**WHAT TO PRODUCE**
The word "ClassLevel" marks the lines to find; copy every such line from the data below.

**RECORDS FOR THIS TASK**
╔══

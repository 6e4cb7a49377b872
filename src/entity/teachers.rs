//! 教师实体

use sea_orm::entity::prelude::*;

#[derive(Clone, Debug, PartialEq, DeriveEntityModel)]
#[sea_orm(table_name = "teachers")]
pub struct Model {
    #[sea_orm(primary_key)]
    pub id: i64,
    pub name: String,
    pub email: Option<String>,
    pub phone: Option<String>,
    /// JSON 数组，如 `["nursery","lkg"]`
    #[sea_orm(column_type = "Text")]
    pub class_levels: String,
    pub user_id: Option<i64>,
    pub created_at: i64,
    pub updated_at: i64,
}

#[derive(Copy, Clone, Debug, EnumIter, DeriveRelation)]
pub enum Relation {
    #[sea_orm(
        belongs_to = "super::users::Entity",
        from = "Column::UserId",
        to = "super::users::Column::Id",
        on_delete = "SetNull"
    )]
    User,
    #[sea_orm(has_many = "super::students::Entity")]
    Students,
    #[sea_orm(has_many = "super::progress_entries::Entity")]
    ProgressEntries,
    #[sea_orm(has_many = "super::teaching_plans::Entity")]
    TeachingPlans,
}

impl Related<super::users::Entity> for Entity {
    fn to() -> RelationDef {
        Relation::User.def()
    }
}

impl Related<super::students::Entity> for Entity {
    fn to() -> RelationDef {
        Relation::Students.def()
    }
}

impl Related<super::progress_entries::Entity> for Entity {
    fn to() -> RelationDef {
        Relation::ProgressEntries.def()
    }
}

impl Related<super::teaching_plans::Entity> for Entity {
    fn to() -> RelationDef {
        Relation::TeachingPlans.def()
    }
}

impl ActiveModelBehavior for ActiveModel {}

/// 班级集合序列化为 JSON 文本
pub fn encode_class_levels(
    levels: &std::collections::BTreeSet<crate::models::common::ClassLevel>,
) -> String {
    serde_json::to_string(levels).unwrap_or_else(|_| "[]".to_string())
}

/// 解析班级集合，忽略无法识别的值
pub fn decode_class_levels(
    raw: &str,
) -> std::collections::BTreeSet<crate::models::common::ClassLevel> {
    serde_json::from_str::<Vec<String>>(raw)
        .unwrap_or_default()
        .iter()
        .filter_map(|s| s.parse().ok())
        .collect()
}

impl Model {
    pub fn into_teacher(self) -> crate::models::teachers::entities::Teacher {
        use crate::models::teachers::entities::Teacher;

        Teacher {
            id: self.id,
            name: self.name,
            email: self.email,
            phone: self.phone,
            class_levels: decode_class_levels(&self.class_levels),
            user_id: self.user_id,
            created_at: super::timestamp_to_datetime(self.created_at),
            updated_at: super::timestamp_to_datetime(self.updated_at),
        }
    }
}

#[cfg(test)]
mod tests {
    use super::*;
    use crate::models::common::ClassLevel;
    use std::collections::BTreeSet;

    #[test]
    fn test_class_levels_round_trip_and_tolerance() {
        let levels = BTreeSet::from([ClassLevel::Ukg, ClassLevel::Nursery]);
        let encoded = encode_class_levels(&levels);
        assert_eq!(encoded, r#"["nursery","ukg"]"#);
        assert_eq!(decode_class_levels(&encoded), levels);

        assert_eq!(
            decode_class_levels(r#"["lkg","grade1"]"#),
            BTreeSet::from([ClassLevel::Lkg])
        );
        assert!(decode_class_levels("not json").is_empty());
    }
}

╚══

**YOUR RESPONSE**
    levels: &std::collections::BTreeSet<crate::models::common::ClassLevel>,
) -> std::collections::BTreeSet<crate::models::common::ClassLevel> {
    use crate::models::common::ClassLevel;
        let levels = BTreeSet::from([ClassLevel::Ukg, ClassLevel::Nursery]);
            BTreeSet::from([ClassLevel::Lkg])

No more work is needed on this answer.